The final step in methane formation

Abstract

Methyl-coenzyme M reductase (= component C) from Methanobacterium thermoautotrophicum (strain Marburg) was highly purified via anaerobic fast protein liquid chromatography on columns of Mono Q and Superose 6. The enzyme was found to catalyze the reduction of methylcoenzyme M (CH₃-S-CoM) with N-7-mercaptoheptanoylthreonine phosphate (H-S-HTP = component B) to CH₄. The mixed disulfide of H-S-CoM and H-S-HTP (CoM-S-S-HTP) was the other major product formed. The specific activity was up to 75 nmol min⁻¹ mg protein⁻¹. In the presence of dithiothreitol and of reduced corrinoids or titanium(III) citrate the specific rate of CH₃-S-CoM reduction to CH₄ with H-S-HTP increased to 0.5–2 μmol min⁻¹ mg protein⁻¹. Under these conditions the CoM-S-S-HTP formed from CH₃-S-CoM and H-S-HTP was completely reduced to H-S-CoM and H-S-HTP. Methyl-CoM reductase was specific for H-S-HTP as electron donor.

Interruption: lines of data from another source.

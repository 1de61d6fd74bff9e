use crate::models::{CandidateImage, ReferenceImage};
use crate::services::verifier::{FaceVerifier, VerifierError, VerifyRequest};
use std::sync::Arc;
use std::time::Duration;

/// Verifier decision for one candidate
#[derive(Debug)]
pub enum Comparison {
    /// `score` is the verifier's distance, kept for logging only
    Matched { score: Option<f64> },
    NotMatched { score: Option<f64> },
    VerifierError(VerifierError),
}

/// Compares the reference image against candidates through a [`FaceVerifier`]
///
/// Face detection is never enforced, and a verifier failure is returned as
/// [`Comparison::VerifierError`] rather than propagated.
#[derive(Clone)]
pub struct MatchEngine {
    verifier: Arc<dyn FaceVerifier>,
    timeout: Duration,
}

impl MatchEngine {
    pub fn new(verifier: Arc<dyn FaceVerifier>, timeout: Duration) -> Self {
        Self { verifier, timeout }
    }

    pub fn verifier_name(&self) -> &str {
        self.verifier.name()
    }

    pub async fn compare(&self, reference: &ReferenceImage, candidate: &CandidateImage) -> Comparison {
        let request = VerifyRequest {
            reference: reference.path.clone(),
            candidate: candidate.path.clone(),
            enforce_detection: false,
        };

        let verification = match tokio::time::timeout(self.timeout, self.verifier.verify(&request)).await {
            Ok(Ok(verification)) => verification,
            Ok(Err(e)) => return Comparison::VerifierError(e),
            Err(_) => return Comparison::VerifierError(VerifierError::Timeout(self.timeout)),
        };

        tracing::trace!(
            "{} verdict for {}: verified={} distance={:?} threshold={:?}",
            self.verifier.name(),
            candidate.key,
            verification.verified,
            verification.distance,
            verification.threshold
        );

        // Only the boolean decides; distance is carried through for logs
        if verification.verified {
            Comparison::Matched {
                score: verification.distance,
            }
        } else {
            Comparison::NotMatched {
                score: verification.distance,
            }
        }
    }
}

#[cfg(test)]
mod tests {
    use super::*;
    use crate::models::{ArtifactKind, StorageKey};
    use crate::services::verifier::Verification;
    use async_trait::async_trait;
    use std::sync::Mutex;

    struct FixedVerifier {
        verdict: Result<Verification, ()>,
        delay: Duration,
        seen_enforce: Mutex<Vec<bool>>,
    }

    impl FixedVerifier {
        fn returning(verified: bool, distance: Option<f64>) -> Self {
            Self {
                verdict: Ok(Verification {
                    verified,
                    distance,
                    threshold: Some(0.4),
                    model: None,
                }),
                delay: Duration::ZERO,
                seen_enforce: Mutex::new(Vec::new()),
            }
        }
    }

    #[async_trait]
    impl FaceVerifier for FixedVerifier {
        fn name(&self) -> &str {
            "fixed"
        }

        async fn verify(&self, request: &VerifyRequest) -> Result<Verification, VerifierError> {
            self.seen_enforce.lock().unwrap().push(request.enforce_detection);
            tokio::time::sleep(self.delay).await;
            self.verdict
                .clone()
                .map_err(|_| VerifierError::InvalidResponse("scripted failure".to_string()))
        }
    }

    fn images() -> (ReferenceImage, CandidateImage) {
        let reference = ReferenceImage {
            key: StorageKey::new(ArtifactKind::Reference, "jpg"),
            path: "ref.jpg".into(),
            size: 3,
        };
        let candidate = CandidateImage {
            key: StorageKey::new(ArtifactKind::Candidate, "jpg"),
            path: "cand.jpg".into(),
            size: 4,
        };
        (reference, candidate)
    }

    #[tokio::test]
    async fn test_verified_is_the_sole_basis() {
        let (reference, candidate) = images();

        // A large distance does not veto a positive verdict
        let verifier = Arc::new(FixedVerifier::returning(true, Some(9.0)));
        let engine = MatchEngine::new(verifier.clone(), Duration::from_secs(1));
        assert!(matches!(
            engine.compare(&reference, &candidate).await,
            Comparison::Matched { score: Some(s) } if s == 9.0
        ));
        assert_eq!(*verifier.seen_enforce.lock().unwrap(), vec![false]);

        let engine = MatchEngine::new(Arc::new(FixedVerifier::returning(false, Some(0.01))), Duration::from_secs(1));
        assert!(matches!(
            engine.compare(&reference, &candidate).await,
            Comparison::NotMatched { .. }
        ));
    }

    #[tokio::test]
    async fn test_verifier_error_is_contained() {
        let (reference, candidate) = images();
        let verifier = FixedVerifier {
            verdict: Err(()),
            ..FixedVerifier::returning(true, None)
        };
        let engine = MatchEngine::new(Arc::new(verifier), Duration::from_secs(1));

        assert!(matches!(
            engine.compare(&reference, &candidate).await,
            Comparison::VerifierError(VerifierError::InvalidResponse(_))
        ));
    }

    #[tokio::test]
    async fn test_verifier_timeout() {
        let (reference, candidate) = images();
        let verifier = FixedVerifier {
            delay: Duration::from_secs(5),
            ..FixedVerifier::returning(true, None)
        };
        let engine = MatchEngine::new(Arc::new(verifier), Duration::from_millis(20));

        assert!(matches!(
            engine.compare(&reference, &candidate).await,
            Comparison::VerifierError(VerifierError::Timeout(_))
        ));
    }
}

Neither N-6-mercaptohexanoylthreonine phosphate (H-S-HxoTP) nor N-8-mercaptooctanoylthreonine phosphate (H-S-OcoTP) nor any other thiol compound could substitute for H-S-HTP. On the contrary, H-S-HxoTP (apparent Kⁱ=0.1 μM) and H-S-OcoTP (apparent K_i= 15 μM) were found to be effectives inhibitors of methyl-CoM reductase, inhibition being non-competitive with CH₃-S-CoM and competitive with H-S-HTP.